Nonfarm payrolls in the United States surged by 256,000 in December, surpassing market expectations and providing a positive signal for the economy. Meanwhile, the unemployment rate dipped to 4.1%, reflecting a tightening labor market. These developments come as annual US Consumer Price Index (CPI) is projected to rise slightly from 2.7% to 2.8% in December, underscoring the ongoing challenges faced by the Federal Reserve in aligning inflation with its 2.0% target.
In response to these economic indicators, markets are adjusting expectations for future interest rate cuts, particularly for 2025. While the Federal Reserve grapples with inflationary pressures, Chinese authorities are contending with deflation and sluggish growth. Despite these challenges, projections indicate China's GDP growth may climb to 5.0% year-over-year in the fourth quarter, up from 4.6% in the third quarter.

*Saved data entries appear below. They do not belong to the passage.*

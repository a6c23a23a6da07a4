//! Subscription expiry arithmetic.
//!
//! Every expiry decision (origin expired, destination still occupied, status
//! lookups) goes through [`days_remaining`] so that rounding is identical on
//! both sides of a transfer.

pub const SECS_IN_A_DAY: i64 = 86_400;

/// Whole days elapsed since `start_unix`, floored.
///
/// A start in the future yields a negative count.
pub fn elapsed_days(start_unix: i64, now_unix: i64) -> i64 {
    now_unix.saturating_sub(start_unix).div_euclid(SECS_IN_A_DAY)
}

/// Days of entitlement left; `<= 0` means expired.
///
/// Saturates instead of overflowing on extreme inputs.
pub fn days_remaining(start_unix: i64, now_unix: i64, duration_days: i64) -> i64 {
    duration_days.saturating_sub(elapsed_days(start_unix, now_unix))
}
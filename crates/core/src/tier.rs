//! Premium tiers and their entitlement durations.

use serde::{Deserialize, Serialize};

use crate::error::DomainError;

/// Default subscription length in days.
///
/// 31 so that a subscription renewed on the last day of a 31-day month stays valid.
pub const DEFAULT_SUBSCRIPTION_DAYS: i64 = 31;

/// Entitlement level of a guild.
#[derive(Debug, Clone, Copy, PartialEq, Eq, Hash, Serialize, Deserialize)]
#[serde(rename_all = "lowercase")]
pub enum PremiumTier {
    Free,
    /// Paid tier.
    Standard,
    /// Highest paid tier; may grant inheriting sub-servers.
    Gold,
}

impl PremiumTier {
    pub fn is_paid(self) -> bool {
        !matches!(self, PremiumTier::Free)
    }

    /// Only Gold guilds can lend their tier to sub-servers.
    pub fn can_grant_subservers(self) -> bool {
        matches!(self, PremiumTier::Gold)
    }

    /// Storage code (`premium` column).
    pub fn code(self) -> i16 {
        match self {
            PremiumTier::Free => 0,
            PremiumTier::Standard => 1,
            PremiumTier::Gold => 2,
        }
    }

    pub fn as_str(self) -> &'static str {
        match self {
            PremiumTier::Free => "free",
            PremiumTier::Standard => "standard",
            PremiumTier::Gold => "gold",
        }
    }
}

impl TryFrom<i16> for PremiumTier {
    type Error = DomainError;

    fn try_from(value: i16) -> Result<Self, Self::Error> {
        match value {
            0 => Ok(PremiumTier::Free),
            1 => Ok(PremiumTier::Standard),
            2 => Ok(PremiumTier::Gold),
            other => Err(DomainError::validation(format!("unknown premium tier code {other}"))),
        }
    }
}

impl core::fmt::Display for PremiumTier {
    fn fmt(&self, f: &mut core::fmt::Formatter<'_>) -> core::fmt::Result {
        f.write_str(self.as_str())
    }
}

/// Entitlement duration per paid tier, in days.
#[derive(Debug, Clone, Copy, PartialEq, Eq, Serialize, Deserialize)]
pub struct TierDurations {
    pub standard_days: i64,
    pub gold_days: i64,
}

impl TierDurations {
    pub fn days_for(&self, tier: PremiumTier) -> i64 {
        match tier {
            PremiumTier::Free => 0,
            PremiumTier::Standard => self.standard_days,
            PremiumTier::Gold => self.gold_days,
        }
    }
}

impl Default for TierDurations {
    fn default() -> Self {
        Self {
            standard_days: DEFAULT_SUBSCRIPTION_DAYS,
            gold_days: DEFAULT_SUBSCRIPTION_DAYS,
        }
    }
}

#[cfg(test)]
mod tests {
    use super::*;

    #[test]
    fn storage_codes_are_stable() {
        for tier in [PremiumTier::Free, PremiumTier::Standard, PremiumTier::Gold] {
            assert_eq!(PremiumTier::try_from(tier.code()).unwrap(), tier);
        }
    }

    #[test]
    fn unknown_code_is_rejected() {
        assert!(matches!(PremiumTier::try_from(7), Err(DomainError::Validation(_))));
        assert!(PremiumTier::try_from(-1).is_err());
    }

    #[test]
    fn free_tier_has_no_duration() {
        let durations = TierDurations {
            standard_days: 30,
            gold_days: 365,
        };
        assert_eq!(durations.days_for(PremiumTier::Free), 0);
        assert_eq!(durations.days_for(PremiumTier::Standard), 30);
        assert_eq!(durations.days_for(PremiumTier::Gold), 365);
    }
}
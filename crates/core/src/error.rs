//! Domain error model.

use thiserror::Error;

/// Result type used across the domain layer.
pub type DomainResult<T> = Result<T, DomainError>;

/// Domain-level error.
///
/// Keep this focused on deterministic input failures. Eligibility rejections
/// have their own type (`Rejection`) so callers can branch on the rule.
#[derive(Debug, Error, Clone, PartialEq, Eq)]
pub enum DomainError {
    /// A value failed validation (e.g. an unknown stored tier code).
    #[error("validation failed: {0}")]
    Validation(String),

    /// An identifier was invalid (e.g. parse failure).
    #[error("invalid identifier: {0}")]
    InvalidId(String),
}

impl DomainError {
    pub fn validation(msg: impl Into<String>) -> Self {
        Self::Validation(msg.into())
    }

    pub fn invalid_id(msg: impl Into<String>) -> Self {
        Self::InvalidId(msg.into())
    }
}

In currency markets, the USDJPY pair has remained relatively stable over the past month, yet it achieved a new six-month high of 158.86 on Friday. The currency's strength highlights investor sentiment amidst global economic uncertainties. However, potential bearish movements could be mitigated by the 50-day Simple Moving Average (SMA) at 154.35 and a medium-term uptrend line, which may serve as potential support levels.
Conversely, the GBPUSD experienced a significant decline, reaching a fresh 15-month low earlier today. This marks the fifth consecutive day of losses for the currency pair. Analysts suggest that key support levels at 1.2070 and 1.1840 could potentially pause further bearish actions, offering some respite to traders.
Meanwhile, the AUDUSD has seen a slight uptick from its nearly five-year low of 0.6130, reflecting cautious optimism among investors regarding economic recovery prospects.